REMARKABLE FILM ABOUT THE HOLOCAUST,
DESTINATION UNKNOWN TO BE RELEASED IN UK CINEMAS 16 JUNE
“Powerful and moving”
Stephen D. Smith, Executive Director of the USC Shoah Foundation
“Heart breaking, Inspiring, astounding”
Claire Aguilar, Head of Programming, Sheffield Doc/Fest
“A masterful documentary”
Ron B. Meier, Executive Director of the American Society for Yad Vashem
UK, London: Wednesday 3rd May 2017 – Dartmouth Films is honoured to announce the theatrical release of the Gigatel Productions’ film DESTINATION UNKNOWN in UK cinemas from 16th June 2017. Making a unique contribution to the history of the Holocaust, the film captures the pain which still haunts Holocaust survivors 70 years after liberation and the resilience which has enabled them to live with the memories.
Directed by Claire Ferguson (known for editing Aileen: The Life and Death of a Serial Killer, Concert for George, The End of the Line, Guilty Pleasures, Up in Smoke), Produced by Llion Roberts (who has spent fourteen years accumulating the testimonies on which the film is based), DESTINATION UNKNOWN blends intimate testimony with immersive archive to bring the stories of twelve Holocaust survivors to the screen.

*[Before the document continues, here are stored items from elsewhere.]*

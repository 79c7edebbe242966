use anyhow::Result;
use novedades_misc::api::comment::{Comment, CommentState};
use novedades_misc::api::user::{Role, User};

use super::capability::capability_for;
use super::hierarchy::{is_superior_of, SupervisorLookup};

/// Whether `actor` may read `subject`'s record and annotation book: self,
/// an administrator, or any superior in the hierarchy.
///
/// Both users must already be loaded; resolving ids is the caller's job.
pub fn can_view<L>(actor: &User, subject: &User, lookup: &L) -> Result<bool>
where
    L: SupervisorLookup + ?Sized,
{
    if actor.id == subject.id {
        return Ok(true);
    }
    if capability_for(&actor.role).manage_users {
        return Ok(true);
    }
    is_superior_of(actor, subject, lookup)
}

/// Whether `actor` may create an annotation about `subject`.
///
/// Unlike viewing, annotation eligibility is strictly a direct-relationship
/// check: the transitive chain is never consulted. The secondary supervisor
/// link only counts for the Encargado de Unidad -> Funcionario pair.
pub fn can_annotate(actor: &User, subject: &User) -> bool {
    let cap = capability_for(&actor.role);
    if cap.manage_users {
        return true;
    }
    if !cap.review_subordinates {
        return false;
    }

    let subject_role = match Role::from_name(&subject.role) {
        Some(role) => role,
        None => return false,
    };
    if !cap.annotate_targets.contains(&subject_role) {
        return false;
    }

    if subject.jefe_id == Some(actor.id) {
        return true;
    }

    // Dual-jefe rule: only a unit manager annotating staff may come in
    // through the secondary link.
    Role::from_name(&actor.role) == Some(Role::EncargadoUnidad)
        && subject_role == Role::Funcionario
        && subject.segundo_jefe_id == Some(actor.id)
}

/// Whether `actor` may acknowledge `comment`: only the subject, and only
/// while the comment is still pending.
pub fn can_accept_comment(actor: &User, comment: &Comment) -> bool {
    actor.id == comment.funcionario_id && comment.estado == CommentState::Pendiente
}

/// Whether `actor` may administer users (create, relink, deactivate) and
/// read the audit log.
pub fn can_manage_users(actor: &User) -> bool {
    capability_for(&actor.role).manage_users
}
pub mod audit;
pub mod comment;
pub mod factor;
pub mod user;

use std::collections::HashMap;
use std::fmt::Display;

use anyhow::{bail, Result};
use serde::de::DeserializeOwned;
use serde::{Deserialize, Serialize};

pub const HEALTHZ_PATH: &str = "/healthz";

pub const HEADER_AUTHORIZATION: &str = "Authorization";

#[macro_export]
macro_rules! parse_from_map {
    ($fields:expr,$field:expr) => {
        match $fields.get($field) {
            Some(value) => match value.parse() {
                Ok(value) => Some(value),
                Err(_) => bail!(format!("{} is invalid", $field)),
            },
            None => None,
        }
    };
}

#[derive(Debug, Clone)]
pub enum Value {
    Text(String),
    Integer(u64),
    Bool(bool),
    Null,
}

impl Display for Value {
    fn fmt(&self, f: &mut std::fmt::Formatter<'_>) -> std::fmt::Result {
        match self {
            Value::Text(text) => write!(f, "{text}"),
            Value::Integer(integer) => write!(f, "{integer}"),
            Value::Bool(boolean) => write!(f, "{boolean}"),
            Value::Null => write!(f, "null"),
        }
    }
}

/// A request that can be completed from URL query-string fields.
pub trait Request: Default {
    fn complete(&mut self, _fields: HashMap<String, String>) -> Result<()> {
        Ok(())
    }
}

#[derive(Debug, Default, Clone, Copy, PartialEq)]
pub struct EmptyRequest;

impl Request for EmptyRequest {}

/// Common pagination and search fields shared by all list requests.
#[derive(Debug, Default, PartialEq, Clone)]
pub struct QueryRequest {
    pub offset: Option<u64>,
    pub limit: Option<u64>,

    pub search: Option<String>,
}

const DEFAULT_LIMIT: u64 = 10;

impl Request for QueryRequest {
    fn complete(&mut self, mut fields: HashMap<String, String>) -> Result<()> {
        self.offset = parse_from_map!(fields, "offset");
        self.limit = parse_from_map!(fields, "limit");
        if self.limit.is_none() {
            self.limit = Some(DEFAULT_LIMIT);
        }
        self.search = fields.remove("search");

        Ok(())
    }
}

#[derive(Debug, Default, Serialize, Deserialize)]
#[serde(bound = "T: Serialize + DeserializeOwned")]
pub struct Response<T: Serialize + DeserializeOwned> {
    pub code: u32,

    #[serde(skip_serializing_if = "Option::is_none")]
    pub message: Option<String>,

    #[serde(skip_serializing_if = "Option::is_none")]
    pub data: Option<T>,
}

pub const STATUS_OK: u32 = 200;
pub const STATUS_BAD_REQUEST: u32 = 400;
pub const STATUS_UNAUTHORIZED: u32 = 401;
pub const STATUS_FORBIDDEN: u32 = 403;
pub const STATUS_NOT_FOUND: u32 = 404;
pub const STATUS_INTERNAL_SERVER_ERROR: u32 = 500;

impl<T: Serialize + DeserializeOwned> Response<T> {
    pub fn ok() -> Self {
        Self {
            code: STATUS_OK,
            message: None,
            data: None,
        }
    }

    pub fn with_data(data: T) -> Self {
        Self {
            code: STATUS_OK,
            message: None,
            data: Some(data),
        }
    }

    pub fn bad_request(message: impl ToString) -> Self {
        Self {
            code: STATUS_BAD_REQUEST,
            message: Some(message.to_string()),
            data: None,
        }
    }

    pub fn unauthorized(message: impl ToString) -> Self {
        Self {
            code: STATUS_UNAUTHORIZED,
            message: Some(message.to_string()),
            data: None,
        }
    }

    pub fn forbidden() -> Self {
        Self {
            code: STATUS_FORBIDDEN,
            message: Some(String::from("Operation not allowed")),
            data: None,
        }
    }

    pub fn not_found(message: impl ToString) -> Self {
        Self {
            code: STATUS_NOT_FOUND,
            message: Some(message.to_string()),
            data: None,
        }
    }

    pub fn resource_not_found() -> Self {
        Self::not_found("Resource not found")
    }

    pub fn internal_server_error(message: impl ToString) -> Self {
        Self {
            code: STATUS_INTERNAL_SERVER_ERROR,
            message: Some(message.to_string()),
            data: None,
        }
    }

    pub fn database_error() -> Self {
        Self::internal_server_error("Database error")
    }
}

#[derive(Debug, Serialize, Deserialize)]
#[serde(bound = "T: Serialize + DeserializeOwned")]
pub struct ListResponse<T: Serialize + DeserializeOwned> {
    pub items: Vec<T>,
    pub total: u64,
}

#[derive(Debug, Serialize, Deserialize)]
pub struct HealthResponse {
    pub version: String,
    pub timestamp: u64,
}
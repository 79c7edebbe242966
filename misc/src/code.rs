use anyhow::{bail, Result};
use base64::prelude::BASE64_STANDARD;
use base64::Engine;
use sha2::{Digest, Sha256};

#[inline(always)]
pub fn base64_encode<T>(input: T) -> String
where
    T: AsRef<[u8]>,
{
    BASE64_STANDARD.encode(input)
}

#[inline(always)]
pub fn base64_decode<T>(input: T) -> Result<Vec<u8>>
where
    T: AsRef<[u8]>,
{
    match BASE64_STANDARD.decode(input) {
        Ok(data) => Ok(data),
        Err(_) => bail!("invalid base64 string"),
    }
}

#[inline(always)]
pub fn base64_decode_string<T>(input: T) -> Result<String>
where
    T: AsRef<[u8]>,
{
    let data = base64_decode(input)?;
    match String::from_utf8(data) {
        Ok(s) => Ok(s),
        Err(_) => bail!("invalid utf8 string"),
    }
}

#[inline(always)]
pub fn sha256<T>(input: T) -> String
where
    T: AsRef<[u8]>,
{
    let hash = Sha256::digest(input);
    format!("{hash:x}")
}

#[cfg(test)]
mod tests {
    use super::*;

    #[test]
    fn test_base64() {
        let encoded = base64_encode("clave123");
        assert_eq!(base64_decode_string(&encoded).unwrap(), "clave123");
        assert!(base64_decode_string("not base64!!").is_err());
    }

    #[test]
    fn test_sha256() {
        // Same input, same digest; different salt, different digest.
        assert_eq!(sha256("abcsalt"), sha256("abcsalt"));
        assert_ne!(sha256("abcsalt"), sha256("abcother"));
        assert_eq!(sha256("").len(), 64);
    }
}
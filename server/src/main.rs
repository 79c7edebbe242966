mod auth;
mod authz;
mod config;
mod context;
mod db;
mod handlers;
mod request;
mod restful;

use std::process;

use anyhow::{Context, Result};
use clap::Parser;
use config::ServerConfig;
use log::{error, info};
use novedades_misc::config::ConfigArgs;

#[derive(Parser, Debug)]
#[command(author, version, about)]
struct ServerArgs {
    /// Print server configuration data (JSON) and exit.
    #[arg(long)]
    pub print_config: bool,

    #[command(flatten)]
    pub config: ConfigArgs,
}

async fn run(args: ServerArgs) -> Result<()> {
    let cfg: ServerConfig = args.config.load("server")?;

    if args.print_config {
        let json = serde_json::to_string_pretty(&cfg).context("encode config json")?;
        println!("{json}");
        return Ok(());
    }

    cfg.logs.init("server")?;

    let ctx = cfg.build_ctx()?;

    let restful_server = cfg.build_restful_server(ctx)?;

    restful_server.run().await.context("run restful server")?;

    info!("Server exited by user");
    Ok(())
}

#[tokio::main]
async fn main() {
    let args = ServerArgs::parse();
    match run(args).await {
        Ok(()) => {}
        Err(e) => {
            error!("Error: {:#}", e);
            eprintln!("Error: {:#}", e);
            process::exit(1);
        }
    }
}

The film is released on the back of Holocaust Memorial Day (Yom HaShoah) where the film’s central character and Holocaust survivor Ed Mosberg attended ‘The March of the Living’ alongside thousands of participants in Poland last week. Ed Mosberg will visit the UK for the release of the film in June.
With no narration and no expert interviews, the film relies on the survivors’ own words, to weave a vivid narrative of lives stained by genocide. A seamless mosaic of first-hand accounts, rare archive from the time, and family Super 8 footage from after the war, the film traces their journeys from the outbreak of war, through the misery of the ghettos, to the unimaginable horrors of the camps. The survivors share their memories, some for the first time, some for the last, bringing their experiences to a new generation.
We see those who survived in hiding, those who fought as partisans, and those who endured camps such as Treblinka, Mauthausen and Auschwitz-Birkenau. While a few managed to escape, most had to try to find a way to stay alive until the end of the war.
Their stories do not end with liberation. We see how they had to survive the chaos that came afterwards, and their attempts to build new lives.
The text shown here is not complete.